##### DATA IN THIS EXERCISE #####
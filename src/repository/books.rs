//! Books and category memberships repository

use chrono::Utc;
use sqlx::{Pool, Postgres};
use uuid::Uuid;

use crate::{
    error::{AppError, AppResult},
    models::book::{Book, BookChanges, CategoryMembership, CreateBook},
};

#[derive(Clone)]
pub struct BooksRepository {
    pool: Pool<Postgres>,
}

impl BooksRepository {
    pub fn new(pool: Pool<Postgres>) -> Self {
        Self { pool }
    }

    /// Get book by ID
    pub async fn get_by_id(&self, id: Uuid) -> AppResult<Book> {
        sqlx::query_as::<_, Book>("SELECT * FROM books WHERE id = $1")
            .bind(id)
            .fetch_optional(&self.pool)
            .await?
            .ok_or_else(|| AppError::NotFound("book not found".to_string()))
    }

    /// Check that a book exists
    pub async fn exists(&self, id: Uuid) -> AppResult<bool> {
        let exists: bool = sqlx::query_scalar("SELECT EXISTS(SELECT 1 FROM books WHERE id = $1)")
            .bind(id)
            .fetch_one(&self.pool)
            .await?;
        Ok(exists)
    }

    /// Check if an ISBN is already in the collection
    pub async fn isbn_exists(&self, isbn: &str) -> AppResult<bool> {
        let exists: bool = sqlx::query_scalar("SELECT EXISTS(SELECT 1 FROM books WHERE isbn = $1)")
            .bind(isbn)
            .fetch_one(&self.pool)
            .await?;
        Ok(exists)
    }

    /// All books, by title
    pub async fn list(&self) -> AppResult<Vec<Book>> {
        let books = sqlx::query_as::<_, Book>("SELECT * FROM books ORDER BY title")
            .fetch_all(&self.pool)
            .await?;
        Ok(books)
    }

    /// Books with the given IDs, in no particular order
    pub async fn get_many(&self, ids: &[Uuid]) -> AppResult<Vec<Book>> {
        let books = sqlx::query_as::<_, Book>("SELECT * FROM books WHERE id = ANY($1)")
            .bind(ids)
            .fetch_all(&self.pool)
            .await?;
        Ok(books)
    }

    /// Text search over title, author and ISBN. Any word may match;
    /// results are ranked by relevance.
    pub async fn search(&self, text: &str) -> AppResult<Vec<Book>> {
        let books = sqlx::query_as::<_, Book>(
            r#"
            SELECT b.*
            FROM books b,
                 replace(plainto_tsquery('simple', $1)::text, '&', '|')::tsquery q
            WHERE to_tsvector('simple', b.title || ' ' || b.author || ' ' || b.isbn) @@ q
            ORDER BY ts_rank(to_tsvector('simple', b.title || ' ' || b.author || ' ' || b.isbn), q) DESC,
                     b.title
            "#,
        )
        .bind(text)
        .fetch_all(&self.pool)
        .await?;
        Ok(books)
    }

    /// Create a new book
    pub async fn create(&self, book: &CreateBook) -> AppResult<Uuid> {
        let now = Utc::now();

        let id = sqlx::query_scalar::<_, Uuid>(
            r#"
            INSERT INTO books (id, title, author, isbn, details, image, created_at, updated_at)
            VALUES ($1, $2, $3, $4, $5, $6, $7, $7)
            RETURNING id
            "#,
        )
        .bind(Uuid::new_v4())
        .bind(&book.title)
        .bind(&book.author)
        .bind(&book.isbn)
        .bind(&book.details)
        .bind(&book.image)
        .bind(now)
        .fetch_one(&self.pool)
        .await
        .map_err(|e| AppError::from(e).on_conflict("book already in collection"))?;

        Ok(id)
    }

    /// Write merged book data. The ISBN is never touched.
    pub async fn update(&self, id: Uuid, changes: &BookChanges) -> AppResult<Uuid> {
        sqlx::query_scalar::<_, Uuid>(
            r#"
            UPDATE books
            SET title = $1, author = $2, details = $3, image = $4, updated_at = $5
            WHERE id = $6
            RETURNING id
            "#,
        )
        .bind(&changes.title)
        .bind(&changes.author)
        .bind(&changes.details)
        .bind(&changes.image)
        .bind(Utc::now())
        .bind(id)
        .fetch_optional(&self.pool)
        .await?
        .ok_or_else(|| AppError::NotFound("book not found".to_string()))
    }

    /// Category names of a book
    pub async fn categories_of(&self, book_id: Uuid) -> AppResult<Vec<String>> {
        let names = sqlx::query_scalar::<_, String>(
            "SELECT category_name FROM categories WHERE book_id = $1 ORDER BY category_name",
        )
        .bind(book_id)
        .fetch_all(&self.pool)
        .await?;
        Ok(names)
    }

    /// Find the membership row of a book in a category
    pub async fn find_membership(
        &self,
        category_name: &str,
        book_id: Uuid,
    ) -> AppResult<Option<CategoryMembership>> {
        let row = sqlx::query_as::<_, CategoryMembership>(
            "SELECT * FROM categories WHERE category_name = $1 AND book_id = $2",
        )
        .bind(category_name)
        .bind(book_id)
        .fetch_optional(&self.pool)
        .await?;
        Ok(row)
    }

    /// Add a book to a category
    pub async fn add_membership(
        &self,
        category_name: &str,
        book_id: Uuid,
    ) -> AppResult<CategoryMembership> {
        let now = Utc::now();

        sqlx::query_as::<_, CategoryMembership>(
            r#"
            INSERT INTO categories (id, category_name, book_id, created_at, updated_at)
            VALUES ($1, $2, $3, $4, $4)
            RETURNING *
            "#,
        )
        .bind(Uuid::new_v4())
        .bind(category_name)
        .bind(book_id)
        .bind(now)
        .fetch_one(&self.pool)
        .await
        .map_err(|e| AppError::from(e).on_conflict("book already exists in this category"))
    }

    /// Remove a membership row
    pub async fn remove_membership(&self, id: Uuid) -> AppResult<()> {
        sqlx::query("DELETE FROM categories WHERE id = $1")
            .bind(id)
            .execute(&self.pool)
            .await?;
        Ok(())
    }

    /// Distinct category names
    pub async fn category_names(&self) -> AppResult<Vec<String>> {
        let names = sqlx::query_scalar::<_, String>(
            "SELECT DISTINCT category_name FROM categories ORDER BY category_name",
        )
        .fetch_all(&self.pool)
        .await?;
        Ok(names)
    }

    /// Distinct IDs of the books in a category
    pub async fn book_ids_in_category(&self, category_name: &str) -> AppResult<Vec<Uuid>> {
        let ids = sqlx::query_scalar::<_, Uuid>(
            "SELECT DISTINCT book_id FROM categories WHERE category_name = $1",
        )
        .bind(category_name)
        .fetch_all(&self.pool)
        .await?;
        Ok(ids)
    }
}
#####
The response must consist solely of the number of lines in the listing above that contain "BookChanges".

- FINAL ANSWER
2